Review: Una – “One of the year’s most compelling films”
Cinematic adaptations of theatre pieces are a tricky affair. Tackling the screen version of a play may have seemed a comfortable choice for acclaimed West End director Benedict Andrews’ first foray behind the camera. Yet, translating the material for a different medium is actually a rather challenging task, which Andrews has remarkably pulled off.
Adapted by David Harrower from his own critically acclaimed and award-winning play Blackbird – retitled Una to much more cinematically symbolic effect – the film’s eventual weaknesses, if anything, are to be found in the writing more than anything else. However, it’s way more interesting to focus on what the filmmakers did right as there is indeed a lot of compelling stuff to be found here.
Truth is that when your story’s main theme is as controversial as paedophilia, your storytelling skills require an extra layer of sensibility and care in handling such a delicate and difficult subject. In that respect Una does an egregious job at demonising the act no matter what, even if the perpetrator spends the entire film trying to convince his now grown up victim that he never acted on innate impulses based on grooming and premeditation. He genuinely fell in love with Una, our protagonist, and she indeed has been the only minor he has ever had sex with (hence the pun contained in the film’s title).
The man in question, Ray (a riveting Ben Mendelsohn), was the best friend of Una’s father and their neighbour.

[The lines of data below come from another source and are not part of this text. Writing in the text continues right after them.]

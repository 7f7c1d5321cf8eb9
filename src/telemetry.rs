//! Logging initialization

use tracing_subscriber::{layer::SubscriberExt, util::SubscriberInitExt, EnvFilter};

/// Telemetry configuration
#[derive(Debug, Clone)]
pub struct TelemetryConfig {
    /// Enable JSON logging format
    pub json_format: bool,
    /// Log level filter
    pub log_level: String,
}

impl Default for TelemetryConfig {
    fn default() -> Self {
        Self {
            json_format: false,
            log_level: "info".to_string(),
        }
    }
}

impl TelemetryConfig {
    pub fn from_env() -> Self {
        Self {
            json_format: std::env::var("LOG_JSON")
                .map(|v| v == "true" || v == "1")
                .unwrap_or(false),
            log_level: std::env::var("LOG_LEVEL")
                .or_else(|_| std::env::var("RUST_LOG"))
                .unwrap_or_else(|_| "info".to_string()),
        }
    }
}

/// Initialize the tracing subscriber with the given configuration.
pub fn init_telemetry(config: &TelemetryConfig) {
    let env_filter = EnvFilter::try_from_default_env()
        .or_else(|_| EnvFilter::try_new(&config.log_level))
        .unwrap_or_else(|_| EnvFilter::new("info"));

    let subscriber = tracing_subscriber::registry().with(env_filter);

    if config.json_format {
        let fmt_layer = tracing_subscriber::fmt::layer()
            .json()
            .with_target(true)
            .with_file(true)
            .with_line_number(true);
        subscriber.with(fmt_layer).init();
    } else {
        let fmt_layer = tracing_subscriber::fmt::layer().with_target(true);
        subscriber.with(fmt_layer).init();
    }
}
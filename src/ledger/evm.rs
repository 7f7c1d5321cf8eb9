//! EVM ledger adapter
//!
//! Submits custody transitions to the PharmaTrace contract and reads back
//! confirmed batch state.

use std::time::Duration;

use alloy::network::EthereumWallet;
use alloy::primitives::{Address, B256, U256};
use alloy::providers::{Provider, ProviderBuilder};
use alloy::signers::local::PrivateKeySigner;
use alloy::sol;
use tracing::{info, warn};

use crate::domain::{OnchainBatch, TxId};
use crate::error::{PharmaError, Result};

use super::{LedgerClient, LedgerOp, PendingTx};

// Generate contract bindings
sol! {
    #[sol(rpc)]
    interface IPharmaTrace {
        function createBatch(string batchId, string drug, uint256 mfg, uint256 exp, address distributor) external;

        function ship(string batchId) external;

        function receiveAtPharmacy(string batchId, address pharmacy) external;

        function markSold(string batchId) external;

        function getBatch(string batchId) external view returns (
            string drug,
            string batchNo,
            uint256 mfg,
            uint256 exp,
            address manufacturer,
            address distributor,
            address pharmacy,
            uint8 state
        );
    }
}

/// Ledger adapter configuration
#[derive(Debug, Clone)]
pub struct LedgerConfig {
    /// RPC URL for the chain
    pub rpc_url: String,
    /// PharmaTrace contract address
    pub contract_address: Address,
    /// Private key for signing transactions
    pub private_key: String,
    /// Chain ID
    pub chain_id: u64,
    /// Receipt polling interval while awaiting confirmation
    pub poll_interval: Duration,
}

impl LedgerConfig {
    /// Load configuration from environment variables
    pub fn from_env() -> Option<Self> {
        let rpc_url = std::env::var("RPC_URL").ok()?;
        let contract_address = std::env::var("CONTRACT_ADDRESS")
            .ok()
            .and_then(|s| s.parse().ok())?;
        let private_key = std::env::var("PRIVATE_KEY").ok()?;
        let chain_id = std::env::var("CHAIN_ID")
            .ok()
            .and_then(|s| s.parse().ok())
            .unwrap_or(80002);

        Some(Self {
            rpc_url,
            contract_address,
            private_key,
            chain_id,
            poll_interval: Duration::from_secs(2),
        })
    }
}

/// EVM-backed ledger client
pub struct EvmLedgerClient {
    config: LedgerConfig,
}

impl EvmLedgerClient {
    pub fn new(config: LedgerConfig) -> Self {
        Self { config }
    }

    pub fn chain_id(&self) -> u64 {
        self.config.chain_id
    }

    fn signer(&self) -> Result<PrivateKeySigner> {
        self.config
            .private_key
            .parse()
            .map_err(|e| PharmaError::Configuration(format!("invalid private key: {}", e)))
    }

    fn parse_address(value: &str, what: &str) -> Result<Address> {
        value
            .parse()
            .map_err(|_| PharmaError::Internal(format!("invalid {} address: {}", what, value)))
    }
}

#[async_trait::async_trait]
impl LedgerClient for EvmLedgerClient {
    async fn submit(&self, op: &LedgerOp) -> Result<PendingTx> {
        let signer = self.signer()?;
        let provider = ProviderBuilder::new()
            .with_recommended_fillers()
            .wallet(EthereumWallet::from(signer))
            .on_http(
                self.config
                    .rpc_url
                    .parse()
                    .map_err(|e| PharmaError::Configuration(format!("invalid RPC URL: {}", e)))?,
            );

        let contract = IPharmaTrace::new(self.config.contract_address, &provider);

        let kind = op.kind();
        let batch_id = op.batch_id().to_string();

        // Each call builder must outlive the pending-transaction handle that
        // borrows it, so the owned hash is extracted inside the arm.
        let sent = match op {
            LedgerOp::CreateBatch {
                batch_id,
                drug_name,
                manufacture_date,
                expiry_date,
                distributor,
            } => {
                let distributor = Self::parse_address(distributor, "distributor")?;
                let call = contract.createBatch(
                    batch_id.clone(),
                    drug_name.clone(),
                    U256::from(*manufacture_date as u64),
                    U256::from(*expiry_date as u64),
                    distributor,
                );
                call.send().await.map(|p| *p.tx_hash())
            }
            LedgerOp::Ship { batch_id } => {
                let call = contract.ship(batch_id.clone());
                call.send().await.map(|p| *p.tx_hash())
            }
            LedgerOp::ReceiveAtPharmacy { batch_id, pharmacy } => {
                let pharmacy = Self::parse_address(pharmacy, "pharmacy")?;
                let call = contract.receiveAtPharmacy(batch_id.clone(), pharmacy);
                call.send().await.map(|p| *p.tx_hash())
            }
            LedgerOp::MarkSold { batch_id } => {
                let call = contract.markSold(batch_id.clone());
                call.send().await.map(|p| *p.tx_hash())
            }
        }
        .map_err(|e| PharmaError::LedgerRejected {
            batch_id: batch_id.clone(),
            kind: kind.to_string(),
            reason: format!("failed to send transaction: {}", e),
        })?;

        let tx_hash = TxId::new(format!("{:?}", sent));
        info!(%batch_id, %kind, tx_hash = %tx_hash, "Transition transaction sent");

        Ok(PendingTx {
            tx_hash,
            kind,
            batch_id,
        })
    }

    async fn await_confirmation(&self, pending: &PendingTx, timeout: Duration) -> Result<TxId> {
        let provider = ProviderBuilder::new().on_http(
            self.config
                .rpc_url
                .parse()
                .map_err(|e| PharmaError::Configuration(format!("invalid RPC URL: {}", e)))?,
        );

        let hash: B256 = pending.tx_hash.as_str().parse().map_err(|_| {
            PharmaError::Internal(format!("invalid transaction hash: {}", pending.tx_hash))
        })?;

        let poll_interval = self.config.poll_interval;
        let wait = async {
            loop {
                match provider.get_transaction_receipt(hash).await {
                    Ok(Some(receipt)) => {
                        if receipt.status() {
                            info!(
                                batch_id = %pending.batch_id,
                                kind = %pending.kind,
                                tx_hash = %pending.tx_hash,
                                block = receipt.block_number.unwrap_or(0),
                                "Transition confirmed on ledger"
                            );
                            return Ok(pending.tx_hash.clone());
                        }
                        return Err(PharmaError::LedgerRejected {
                            batch_id: pending.batch_id.clone(),
                            kind: pending.kind.to_string(),
                            reason: "transaction reverted".to_string(),
                        });
                    }
                    Ok(None) => tokio::time::sleep(poll_interval).await,
                    Err(e) => {
                        // A failed lookup is indistinguishable from a network
                        // blip; only the deadline decides the outcome.
                        warn!(
                            batch_id = %pending.batch_id,
                            kind = %pending.kind,
                            error = %e,
                            "Receipt lookup failed, retrying"
                        );
                        tokio::time::sleep(poll_interval).await;
                    }
                }
            }
        };

        match tokio::time::timeout(timeout, wait).await {
            Ok(result) => result,
            Err(_) => Err(PharmaError::LedgerTimeout {
                batch_id: pending.batch_id.clone(),
                kind: pending.kind.to_string(),
                timeout_ms: timeout.as_millis() as u64,
            }),
        }
    }

    async fn fetch_onchain_state(&self, batch_id: &str) -> Result<Option<OnchainBatch>> {
        let provider = ProviderBuilder::new().on_http(
            self.config
                .rpc_url
                .parse()
                .map_err(|e| PharmaError::Configuration(format!("invalid RPC URL: {}", e)))?,
        );
        let contract = IPharmaTrace::new(self.config.contract_address, &provider);

        let raw = contract
            .getBatch(batch_id.to_string())
            .call()
            .await
            .map_err(|e| PharmaError::Internal(format!("contract call failed: {}", e)))?;

        // The contract returns a zeroed record for unknown ids.
        if raw.batchNo.is_empty() {
            return Ok(None);
        }

        Ok(Some(OnchainBatch {
            batch_id: raw.batchNo,
            drug_name: raw.drug,
            manufacture_date: raw.mfg.to::<u64>() as i64,
            expiry_date: raw.exp.to::<u64>() as i64,
            manufacturer: format!("{:?}", raw.manufacturer),
            distributor: format!("{:?}", raw.distributor),
            pharmacy: format!("{:?}", raw.pharmacy),
            state_raw: raw.state,
        }))
    }
}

He took advantage of her when she was 12 and now a fully-fledged woman (portrayed by the always hypnotising Rooney Mara), Una pays an unexpected visit to Ray, fifteen years later. But why would she want to do that? That’s the film’s other main narrative thread within a story whose main concern is certainly not its rather thin plot but the complexity behind one of man’s most despicable crimes.

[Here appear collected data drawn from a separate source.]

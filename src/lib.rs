//! PharmaTrace Core Library
//!
//! Ledger-anchored custody tracking for pharmaceutical batches. A batch
//! moves manufacturer -> distributor -> pharmacy -> customer; every
//! transition is confirmed on an external append-only ledger before the
//! off-chain record advances, and any party can verify authenticity with a
//! scratch-card secret plus a digital signature over the batch record.
//!
//! ## Modules
//!
//! - [`domain`] - Core domain types (batches, states, audit trails)
//! - [`crypto`] - Cryptographic utilities (canonical hashing, Ed25519 signing)
//! - [`verifier`] - Pure authenticity checks (scratch card, signature)
//! - [`ledger`] - Ledger client trait and EVM adapter
//! - [`store`] - Batch record persistence (in-memory, SQLite)
//! - [`engine`] - The batch lifecycle engine
//! - [`audit`] - Audit trail assembly
//! - [`telemetry`] - Logging initialization

pub mod audit;
pub mod config;
pub mod crypto;
pub mod domain;
pub mod engine;
pub mod error;
pub mod ledger;
pub mod store;
pub mod telemetry;
pub mod verifier;

// Re-export commonly used types
pub use audit::AuditAssembler;
pub use config::EngineConfig;
pub use domain::{
    AuditEvent, AuditTrail, Batch, BatchState, BatchView, LedgerRefs, NewBatch, OnchainBatch,
    ScratchSecret, TransferReceipt, TransitionKind, TxId, VerificationResult, MARK_SOLD,
};
pub use engine::LifecycleEngine;
pub use error::{PharmaError, Result};
pub use ledger::{EvmLedgerClient, LedgerClient, LedgerConfig, LedgerOp, PendingTx};
pub use store::{BatchStore, MemoryBatchStore, SqliteBatchStore};
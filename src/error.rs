//! Error taxonomy for the custody-chain core
//!
//! Every fallible operation returns [`PharmaError`]. Variants carry the batch
//! identifier wherever one is known so callers can log and route failures
//! without re-deriving context.

use thiserror::Error;

use crate::domain::BatchState;

#[derive(Debug, Error)]
pub enum PharmaError {
    /// A batch with this identifier already exists in the store.
    #[error("batch {0} already exists")]
    DuplicateBatch(String),

    /// Manufacture date is not strictly before the expiry date.
    #[error("batch {batch_id}: manufacture date {manufacture_date} must precede expiry date {expiry_date}")]
    InvalidDates {
        batch_id: String,
        manufacture_date: i64,
        expiry_date: i64,
    },

    /// No record for this batch identifier.
    #[error("batch {0} not found")]
    BatchNotFound(String),

    /// Presented scratch-card value does not match the stored secret.
    #[error("authentication failed for batch {0}")]
    AuthenticationFailed(String),

    /// Requested transition is not legal from the batch's current state.
    #[error("batch {batch_id}: cannot {attempted} from state {from}")]
    InvalidStateTransition {
        batch_id: String,
        from: BatchState,
        attempted: String,
    },

    /// Ledger confirmation did not arrive within the deadline.
    #[error("ledger confirmation timed out for batch {batch_id} ({kind}) after {timeout_ms}ms")]
    LedgerTimeout {
        batch_id: String,
        kind: String,
        timeout_ms: u64,
    },

    /// The ledger refused or reverted the transaction.
    #[error("ledger rejected {kind} for batch {batch_id}: {reason}")]
    LedgerRejected {
        batch_id: String,
        kind: String,
        reason: String,
    },

    #[error("database error: {0}")]
    Database(#[from] sqlx::Error),

    #[error("configuration error: {0}")]
    Configuration(String),

    #[error("internal error: {0}")]
    Internal(String),
}

pub type Result<T> = std::result::Result<T, PharmaError>;

#[cfg(test)]
mod tests {
    use super::*;

    #[test]
    fn display_carries_batch_context() {
        let err = PharmaError::InvalidStateTransition {
            batch_id: "B1".to_string(),
            from: BatchState::Sold,
            attempted: "ship".to_string(),
        };
        let rendered = err.to_string();
        assert!(rendered.contains("B1"));
        assert!(rendered.contains("sold"));
        assert!(rendered.contains("ship"));
    }

    #[test]
    fn timeout_reports_deadline() {
        let err = PharmaError::LedgerTimeout {
            batch_id: "B1".to_string(),
            kind: "create".to_string(),
            timeout_ms: 30_000,
        };
        assert!(err.to_string().contains("30000ms"));
    }
}
//! Audit trail and verification result types

use chrono::{DateTime, Utc};
use serde::{Deserialize, Serialize};

use super::batch::{sig64_hex, BatchState, BatchView, OnchainBatch, Signature64, TransitionKind, TxId};

/// One ledger-anchored transition in a batch's history
#[derive(Debug, Clone, Serialize, Deserialize)]
pub struct AuditEvent {
    pub kind: TransitionKind,
    pub tx_id: TxId,
    /// `Some(true)` when the ledger confirms the transition has been
    /// reached on-chain; `None` when no cross-check was performed.
    #[serde(skip_serializing_if = "Option::is_none")]
    pub confirmed_onchain: Option<bool>,
}

/// Ordered, replayable projection of a batch's transition history
#[derive(Debug, Clone, Serialize, Deserialize)]
pub struct AuditTrail {
    pub batch_id: String,
    pub batch: BatchView,
    /// Events in lifecycle order, omitting transitions not yet reached
    pub events: Vec<AuditEvent>,
    pub assembled_at: DateTime<Utc>,
}

/// Outcome of the dual-factor authenticity check.
///
/// All three checks are computed independently; a failed check is a normal,
/// reportable outcome rather than an error.
#[derive(Debug, Clone, Serialize, Deserialize)]
pub struct VerificationResult {
    pub batch_id: String,
    /// Presented scratch value matched the stored secret
    pub scratch_card_match: bool,
    /// Signature over the stored immutable fields is valid
    pub digital_signature_valid: bool,
    /// State recorded in the off-chain store
    pub offchain_state: BatchState,
    /// Fresh on-chain snapshot, when the ledger was reachable
    #[serde(skip_serializing_if = "Option::is_none")]
    pub onchain: Option<OnchainBatch>,
    /// Off-chain and on-chain state disagree
    pub state_diverged: bool,
    pub verified_at: DateTime<Utc>,
}

impl VerificationResult {
    /// Both authenticity factors passed and no divergence was observed.
    pub fn is_authentic(&self) -> bool {
        self.scratch_card_match && self.digital_signature_valid && !self.state_diverged
    }
}

/// Receipt for a confirmed custody transfer
#[derive(Debug, Clone, Serialize, Deserialize)]
pub struct TransferReceipt {
    pub batch_id: String,
    pub kind: TransitionKind,
    pub from_owner: String,
    pub to_owner: String,
    pub tx_id: TxId,
    /// Ed25519 signature over the canonical transfer encoding
    #[serde(with = "sig64_hex")]
    pub transfer_signature: Signature64,
    /// State after the transfer
    pub state: BatchState,
    pub transferred_at: DateTime<Utc>,
}
//! Engine configuration

use std::time::Duration;

/// Lifecycle engine configuration
#[derive(Debug, Clone)]
pub struct EngineConfig {
    /// Deadline for a single ledger confirmation wait
    pub confirmation_timeout: Duration,
}

impl Default for EngineConfig {
    fn default() -> Self {
        Self {
            confirmation_timeout: Duration::from_secs(30),
        }
    }
}

impl EngineConfig {
    /// Load configuration from environment variables
    pub fn from_env() -> Self {
        let confirmation_timeout = std::env::var("CONFIRMATION_TIMEOUT_SECS")
            .ok()
            .and_then(|s| s.parse().ok())
            .map(Duration::from_secs)
            .unwrap_or_else(|| Self::default().confirmation_timeout);

        Self {
            confirmation_timeout,
        }
    }

    pub fn with_confirmation_timeout(mut self, timeout: Duration) -> Self {
        self.confirmation_timeout = timeout;
        self
    }
}
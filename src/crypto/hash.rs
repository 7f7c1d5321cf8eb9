//! Deterministic canonical encoding with domain separation
//!
//! The canonical encoding of a batch record is a fixed binary layout:
//! a domain prefix, then the immutable fields in declaration order, strings
//! length-prefixed and integers big-endian. It never depends on any iteration
//! order derived from mutable storage, so recomputing it over a stored record
//! always reproduces the signed bytes.

use sha2::{Digest, Sha256};

/// 32-byte SHA-256 hash
pub type Hash256 = [u8; 32];

/// Domain prefix for the immutable batch record
pub const DOMAIN_BATCH_RECORD: &[u8] = b"PHARMA_BATCH_RECORD_V1";

/// Domain prefix for custody transfer receipts
pub const DOMAIN_TRANSFER: &[u8] = b"PHARMA_TRANSFER_V1";

/// Encode a u64 as 8 bytes big-endian
#[inline]
pub fn u64_be(n: u64) -> [u8; 8] {
    n.to_be_bytes()
}

/// Encode a string as length-prefixed UTF-8 bytes
/// Format: U32_BE(len) || UTF8_bytes
pub fn encode_string(s: &str) -> Vec<u8> {
    let utf8_bytes = s.as_bytes();
    let mut result = Vec::with_capacity(4 + utf8_bytes.len());
    result.extend_from_slice(&(utf8_bytes.len() as u32).to_be_bytes());
    result.extend_from_slice(utf8_bytes);
    result
}

/// Hash of the canonical immutable-field encoding of a batch record.
///
/// record_hash = SHA256(DOMAIN_BATCH_RECORD ||
///     STR(batch_id) || STR(name) || STR(manufacturer) ||
///     U64_BE(manufacture_date) || U64_BE(expiry_date))
///
/// Dates are Unix seconds; negative timestamps are not meaningful for
/// manufactured goods and are encoded by two's-complement cast.
pub fn batch_record_hash(
    batch_id: &str,
    name: &str,
    manufacturer: &str,
    manufacture_date: i64,
    expiry_date: i64,
) -> Hash256 {
    let mut hasher = Sha256::new();
    hasher.update(DOMAIN_BATCH_RECORD);
    hasher.update(encode_string(batch_id));
    hasher.update(encode_string(name));
    hasher.update(encode_string(manufacturer));
    hasher.update(u64_be(manufacture_date as u64));
    hasher.update(u64_be(expiry_date as u64));
    hasher.finalize().into()
}

/// Hash of the canonical transfer encoding.
///
/// transfer_hash = SHA256(DOMAIN_TRANSFER ||
///     STR(batch_id) || STR(kind) || STR(from_owner) || STR(to_owner) ||
///     U64_BE(at_unix_ms))
pub fn transfer_hash(
    batch_id: &str,
    kind: &str,
    from_owner: &str,
    to_owner: &str,
    at_unix_ms: i64,
) -> Hash256 {
    let mut hasher = Sha256::new();
    hasher.update(DOMAIN_TRANSFER);
    hasher.update(encode_string(batch_id));
    hasher.update(encode_string(kind));
    hasher.update(encode_string(from_owner));
    hasher.update(encode_string(to_owner));
    hasher.update(u64_be(at_unix_ms as u64));
    hasher.finalize().into()
}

After having served his time in prison, Ray has resurfaced into society but has moved somewhere else with a new identity. Newly named Pete, he has been working for a construction company and successfully so. In fact, it’s his appearance in a newspaper article’s crew photo that fortuitously reveals his whereabouts to Una. The staggering discovery leads the overwhelmed girl to show up at his work place unannounced and the unexpected visit obviously turns the man’s world upside down.
To add more tension to the drama, Una seems to have chosen the worst possible day for Ray as the man, who now has a managerial role at the company he works for, is supposed to speak at a major meeting to announce restructuring and subsequent job cuts to his crew. That’s why the majority of the film takes place within the company’s building – a huge and quasi labyrinth-like warehouse – where Una and Ray play a sort of cat-and-mouse game in which they wind up dragging the man’s boss and another colleague, once Ray leaves the meeting amidst tensions to chase after Una.
This is evidently a structural inheritance from the source material, a one-act play whose claustrophobic feel seems to have been fully preserved by this cinematic adaptation. Unfortunately, I haven’t been lucky to see the original piece at the theatre but it’s not difficult to guess which narrative devices belong solely to the film version. The present day timeline is in fact interspersed with flashbacks so that when Ray and Una’s confrontation leads them to reminisce, we get to see the past rather than just hear it from them.
As effective and unique to the tools of film editing as this narrative choice is, it also breaks the taut pacing of the main event at play, and the little subplot involving Ray’s colleague Scott (Riz Ahmed) contributes to the uneven rhythm. Yet, Mendelsohn and Mara’s spellbinding performances draw you in so intensely to these characters’ drama that you forgive and forget the flaws of the surrounding narrative.
This character-study is bold storytelling, which submerges the audience in the stark atmosphere of the protagonist’s life. She is damaged goods, a tortured and restless soul who still lives with her mother and meanders through life, trying to numb the pain with meaningless night club’s casual sex. Finding Ray is as shocking as it is a much-needed propeller to finally get the closure she never had. But will she be able to find that peace? And what is the truth behind Ray’s actions back in the day? The man is now married to a woman who obviously has no clue of his toxic past and Una can’t even fathom the idea he has got a new lease on life whilst her own has remained stuck into the aftermath of his horrible actions.
Mara is as mesmerizing as ever playing this broken young woman who is practically trapped inside her 12 years old self. Whilst Mendelsohn brilliantly masters the ambiguity of his characters’ motives all the way to the very end which opens the Pandora’s box of social debate. No matter how things play out in the epilogue, Una still has to live with the consequences of that life-changing past. Managing to confront the cause of her pain is only the starting point towards processing it. The filmmakers make that clear through poignant storytelling choices which make Una one of the year’s most compelling films, in spite of or maybe exactly because of its scathing subject.